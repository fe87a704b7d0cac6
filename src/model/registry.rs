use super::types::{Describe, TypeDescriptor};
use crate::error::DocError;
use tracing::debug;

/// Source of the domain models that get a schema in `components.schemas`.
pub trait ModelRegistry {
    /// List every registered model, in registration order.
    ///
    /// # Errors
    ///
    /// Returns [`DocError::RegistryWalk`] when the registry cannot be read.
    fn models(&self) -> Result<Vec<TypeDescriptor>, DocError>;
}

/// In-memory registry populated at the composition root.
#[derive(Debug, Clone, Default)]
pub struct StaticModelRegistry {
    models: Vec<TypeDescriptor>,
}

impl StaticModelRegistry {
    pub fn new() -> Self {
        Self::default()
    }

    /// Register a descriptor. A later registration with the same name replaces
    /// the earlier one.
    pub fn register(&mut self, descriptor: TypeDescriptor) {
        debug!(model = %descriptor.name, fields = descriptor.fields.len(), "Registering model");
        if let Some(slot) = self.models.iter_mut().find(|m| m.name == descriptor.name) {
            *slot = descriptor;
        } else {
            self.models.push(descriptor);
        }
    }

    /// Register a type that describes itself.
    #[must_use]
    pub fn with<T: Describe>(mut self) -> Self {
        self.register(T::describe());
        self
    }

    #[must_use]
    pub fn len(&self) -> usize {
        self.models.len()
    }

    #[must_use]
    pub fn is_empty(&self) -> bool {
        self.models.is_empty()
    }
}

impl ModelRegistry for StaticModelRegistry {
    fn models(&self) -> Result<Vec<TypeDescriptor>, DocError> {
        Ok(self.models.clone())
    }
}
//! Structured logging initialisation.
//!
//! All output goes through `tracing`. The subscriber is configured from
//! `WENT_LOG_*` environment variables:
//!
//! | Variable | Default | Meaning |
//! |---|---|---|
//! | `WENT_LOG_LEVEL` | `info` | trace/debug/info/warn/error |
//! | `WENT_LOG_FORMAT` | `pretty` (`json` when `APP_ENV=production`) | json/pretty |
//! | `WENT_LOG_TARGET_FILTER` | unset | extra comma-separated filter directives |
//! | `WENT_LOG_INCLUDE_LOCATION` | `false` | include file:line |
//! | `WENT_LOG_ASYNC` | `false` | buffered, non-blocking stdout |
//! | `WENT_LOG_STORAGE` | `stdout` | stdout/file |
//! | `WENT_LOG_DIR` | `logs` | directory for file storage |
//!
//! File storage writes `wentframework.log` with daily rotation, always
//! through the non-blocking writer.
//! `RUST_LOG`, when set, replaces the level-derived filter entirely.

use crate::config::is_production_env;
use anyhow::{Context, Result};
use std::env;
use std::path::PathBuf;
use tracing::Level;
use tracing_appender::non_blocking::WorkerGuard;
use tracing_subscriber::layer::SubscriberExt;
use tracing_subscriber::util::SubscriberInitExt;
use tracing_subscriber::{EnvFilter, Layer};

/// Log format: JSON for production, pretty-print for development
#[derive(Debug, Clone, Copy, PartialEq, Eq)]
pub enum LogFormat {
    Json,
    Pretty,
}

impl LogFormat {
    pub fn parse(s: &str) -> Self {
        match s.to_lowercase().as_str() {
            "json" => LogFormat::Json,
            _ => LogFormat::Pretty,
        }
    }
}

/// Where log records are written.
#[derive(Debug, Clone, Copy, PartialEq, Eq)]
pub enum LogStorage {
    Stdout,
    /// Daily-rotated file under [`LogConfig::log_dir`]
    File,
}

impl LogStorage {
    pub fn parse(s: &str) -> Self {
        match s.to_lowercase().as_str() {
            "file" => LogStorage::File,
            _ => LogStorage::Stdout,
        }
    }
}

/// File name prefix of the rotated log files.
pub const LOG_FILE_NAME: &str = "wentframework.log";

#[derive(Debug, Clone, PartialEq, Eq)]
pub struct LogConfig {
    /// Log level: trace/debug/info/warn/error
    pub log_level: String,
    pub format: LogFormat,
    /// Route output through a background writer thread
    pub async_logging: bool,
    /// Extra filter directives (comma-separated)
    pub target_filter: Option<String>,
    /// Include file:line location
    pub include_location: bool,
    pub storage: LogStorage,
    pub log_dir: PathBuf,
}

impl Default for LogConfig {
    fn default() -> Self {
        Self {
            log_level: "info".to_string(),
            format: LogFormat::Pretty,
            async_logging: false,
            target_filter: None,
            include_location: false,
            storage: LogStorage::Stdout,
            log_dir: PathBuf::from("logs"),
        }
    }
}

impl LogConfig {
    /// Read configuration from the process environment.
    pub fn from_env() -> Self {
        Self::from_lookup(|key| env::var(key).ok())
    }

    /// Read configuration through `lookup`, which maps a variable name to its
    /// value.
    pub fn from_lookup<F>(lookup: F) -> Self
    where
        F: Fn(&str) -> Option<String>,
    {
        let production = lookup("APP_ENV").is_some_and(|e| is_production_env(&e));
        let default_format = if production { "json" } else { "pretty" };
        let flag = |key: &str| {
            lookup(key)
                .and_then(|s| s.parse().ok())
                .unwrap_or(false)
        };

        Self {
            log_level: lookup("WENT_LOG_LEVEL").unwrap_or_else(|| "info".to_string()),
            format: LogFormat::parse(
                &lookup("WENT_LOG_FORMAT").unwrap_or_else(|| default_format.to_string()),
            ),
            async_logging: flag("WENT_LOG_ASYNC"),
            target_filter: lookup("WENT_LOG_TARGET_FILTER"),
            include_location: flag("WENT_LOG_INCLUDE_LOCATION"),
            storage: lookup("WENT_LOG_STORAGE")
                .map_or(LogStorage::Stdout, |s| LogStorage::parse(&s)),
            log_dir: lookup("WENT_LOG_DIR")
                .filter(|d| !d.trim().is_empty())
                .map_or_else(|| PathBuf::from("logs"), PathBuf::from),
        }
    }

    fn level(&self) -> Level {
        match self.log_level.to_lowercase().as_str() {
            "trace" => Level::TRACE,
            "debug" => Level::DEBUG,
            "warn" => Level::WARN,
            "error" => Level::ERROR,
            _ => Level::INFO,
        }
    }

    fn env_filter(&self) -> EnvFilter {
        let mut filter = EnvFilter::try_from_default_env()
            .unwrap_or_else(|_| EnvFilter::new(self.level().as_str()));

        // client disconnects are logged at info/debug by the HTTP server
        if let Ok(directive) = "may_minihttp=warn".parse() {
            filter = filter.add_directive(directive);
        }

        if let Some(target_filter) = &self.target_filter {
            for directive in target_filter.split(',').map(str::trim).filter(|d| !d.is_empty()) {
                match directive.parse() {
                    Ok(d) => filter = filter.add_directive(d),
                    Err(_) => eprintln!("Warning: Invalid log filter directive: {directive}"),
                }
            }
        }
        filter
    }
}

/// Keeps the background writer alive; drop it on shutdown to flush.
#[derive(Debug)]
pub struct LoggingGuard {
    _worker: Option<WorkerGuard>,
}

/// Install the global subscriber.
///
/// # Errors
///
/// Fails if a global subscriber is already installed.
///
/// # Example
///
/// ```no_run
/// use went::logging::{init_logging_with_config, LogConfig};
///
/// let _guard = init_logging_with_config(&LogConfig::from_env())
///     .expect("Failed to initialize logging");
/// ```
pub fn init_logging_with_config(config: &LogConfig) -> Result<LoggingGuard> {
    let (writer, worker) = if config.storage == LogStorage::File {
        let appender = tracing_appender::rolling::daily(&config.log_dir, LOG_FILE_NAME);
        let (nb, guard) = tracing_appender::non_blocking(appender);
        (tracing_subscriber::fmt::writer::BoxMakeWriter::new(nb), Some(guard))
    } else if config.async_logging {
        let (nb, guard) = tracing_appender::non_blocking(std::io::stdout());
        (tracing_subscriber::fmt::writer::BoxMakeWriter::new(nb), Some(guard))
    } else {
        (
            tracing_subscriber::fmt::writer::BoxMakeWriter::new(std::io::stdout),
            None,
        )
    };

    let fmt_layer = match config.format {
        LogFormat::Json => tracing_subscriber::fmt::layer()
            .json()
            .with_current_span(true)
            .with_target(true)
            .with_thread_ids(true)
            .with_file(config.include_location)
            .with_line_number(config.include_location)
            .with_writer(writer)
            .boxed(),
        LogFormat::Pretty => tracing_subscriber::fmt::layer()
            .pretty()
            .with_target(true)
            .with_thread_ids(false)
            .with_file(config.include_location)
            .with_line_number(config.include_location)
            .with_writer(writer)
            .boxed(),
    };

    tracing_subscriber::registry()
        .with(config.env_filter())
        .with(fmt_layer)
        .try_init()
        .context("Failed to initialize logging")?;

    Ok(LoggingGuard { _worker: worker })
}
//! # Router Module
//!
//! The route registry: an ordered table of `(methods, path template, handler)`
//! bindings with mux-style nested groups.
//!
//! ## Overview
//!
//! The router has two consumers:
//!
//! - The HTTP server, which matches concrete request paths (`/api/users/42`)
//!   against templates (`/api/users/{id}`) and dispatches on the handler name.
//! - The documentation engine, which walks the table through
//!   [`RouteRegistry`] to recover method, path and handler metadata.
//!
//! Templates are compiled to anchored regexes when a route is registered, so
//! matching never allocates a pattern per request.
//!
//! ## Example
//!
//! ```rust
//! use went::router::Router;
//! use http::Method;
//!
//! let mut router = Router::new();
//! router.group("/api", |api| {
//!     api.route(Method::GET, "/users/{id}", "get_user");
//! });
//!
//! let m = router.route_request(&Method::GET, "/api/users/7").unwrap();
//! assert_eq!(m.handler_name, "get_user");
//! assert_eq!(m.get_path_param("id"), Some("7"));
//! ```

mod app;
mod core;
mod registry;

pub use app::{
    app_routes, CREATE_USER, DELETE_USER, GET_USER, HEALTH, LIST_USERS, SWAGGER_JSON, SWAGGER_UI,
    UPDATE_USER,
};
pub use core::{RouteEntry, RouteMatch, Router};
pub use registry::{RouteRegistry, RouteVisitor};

========================================

**What is being asked**. Send back exactly, with nothing added, the lines from the first line of the material above through the line holding "Default | Meaning |"; both ends are included.

**Your solution**.
repository fe87a704b7d0cac6
filename src/model/registry.rs
use super::types::{Describe, TypeDescriptor};
use crate::error::DocError;
use tracing::debug;

/// Source of the domain models that get a schema in `components.schemas`.
pub trait ModelRegistry {
    /// List every registered model, in registration order.
    ///
    /// # Errors
    ///
    /// Returns [`DocError::RegistryWalk`] when the registry cannot be read.
    fn models(&self) -> Result<Vec<TypeDescriptor>, DocError>;
}

/// In-memory registry populated at the composition root.
#[derive(Debug, Clone, Default)]
pub struct StaticModelRegistry {
    models: Vec<TypeDescriptor>,
}

impl StaticModelRegistry {
    pub fn new() -> Self {
        Self::default()
    }

    /// Register a descriptor. A later registration with the same name replaces
    /// the earlier one.
    pub fn register(&mut self, descriptor: TypeDescriptor) {
        debug!(model = %descriptor.name, fields = descriptor.fields.len(), "Registering model");
        if let Some(slot) = self.models.iter_mut().find(|m| m.name == descriptor.name) {
            *slot = descriptor;
        } else {
            self.models.push(descriptor);
        }
    }

    /// Register a type that describes itself.
    #[must_use]
    pub fn with<T: Describe>(mut self) -> Self {
        self.register(T::describe());
        self
    }

    #[must_use]
    pub fn len(&self) -> usize {
        self.models.len()
    }

    #[must_use]
    pub fn is_empty(&self) -> bool {
        self.models.is_empty()
    }
}

impl ModelRegistry for StaticModelRegistry {
    fn models(&self) -> Result<Vec<TypeDescriptor>, DocError> {
        Ok(self.models.clone())
    }
}
//! Structured logging initialisation.
//!
//! All output goes through `tracing`. The subscriber is configured from
//! `WENT_LOG_*` environment variables:
//!
//! | Variable | Default | Meaning |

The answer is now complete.